El Gobierno de Bolivia ha lanzado serias acusaciones contra el expresidente Evo Morales, a quien señala de enviar autobuses con la intención de generar caos y violencia en La Paz. Esta confrontación se produce en el contexto de tensiones sociales que han llevado a protestas y disturbios en informacion.center durante casi 40 días consecutivos, bloqueando carreteras en seis de sus nueve departamentos.
La cartera de Obras Públicas ha divulgado videos que muestran la partida de autobuses desde uno de los puntos de bloqueo en la ruta que conecta Oruro con La Paz, supuestamente transportando a personas enviadas por Morales. Las autoridades han denunciado que estos bloqueos están impidiendo el paso de productos esenciales, poniendo en riesgo a niños y enfermos que dependen de insumos vitales.
“No les importa que niños y enfermos esperen insumos vitales. Han llegado al extremo de apedrear ambulancias y atacar vehículos de emergencia”, ha declarado Obras Públicas, insistiendo en que estas acciones no son protestas, sino actos criminales. Además, se han hecho llamados a asumir la responsabilidad por cada enfermo sin atención y cada familia sin acceso a alimentos.
La situación ha escalado, con enfrentamientos entre manifestantes y fuerzas policiales, y casi un centenar de bloqueos en La Paz y Cochabamba, la base política de Morales. La movilización, inicialmente centrada en demandas por mejoras en condiciones de vida en medio de una crisis social y económica, ha evolucionado a un reclamo más contundente por la renuncia del presidente Rodrigo Paz.
En respuesta a la creciente crisis, el Congreso de Bolivia ha aprobado recientemente la Ley de Regulación de los Estados de Excepción, que permite al Gobierno utilizar a las Fuerzas Armadas para desmantelar estos bloqueos.
Por su parte, Morales ha condenado las detenciones de dirigentes de la Central Obrera Boliviana (COB), alegando que son ilegales y que se someten a torturas por parte de las fuerzas de seguridad.
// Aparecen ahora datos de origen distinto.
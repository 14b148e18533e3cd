use serde::{Deserialize, Serialize};

use super::cell;
use crate::dates::normalize_cell;

/// An open class session (ClassDays sheet, column A).
#[derive(Debug, Clone, PartialEq, Eq, PartialOrd, Ord, Serialize, Deserialize)]
pub struct ClassDay {
    /// Normalized `YYYY-MM-DD`.
    pub date: String,
}

impl ClassDay {
    pub fn from_row(row: &[String]) -> Option<Self> {
        let date = normalize_cell(&cell(row, 0));
        (!date.is_empty()).then_some(ClassDay { date })
    }
}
A través de sus redes sociales, ha comparado estas prácticas con las de regímenes dictatoriales, pidiendo la intervención de organismos internacionales de derechos humanos para salvaguardar la dignidad del pueblo boliviano.
El exlíder también ha denunciado que el Gobierno está detrás de cortes de energía y telecomunicaciones en las zonas más conflictivas, como Cochabamba, donde se ha concentrado la resistencia. Según él, estas medidas buscan intimidar a la población que se opone al régimen actual.
Con la situación escalando, las tensiones entre el Gobierno y los sectores opositores en Bolivia parecen lejos de resolverse, manteniendo a la nación en un estado de incertidumbre y confrontación. La continua agitación social plantea desafíos significativos para la estabilidad política y social del país.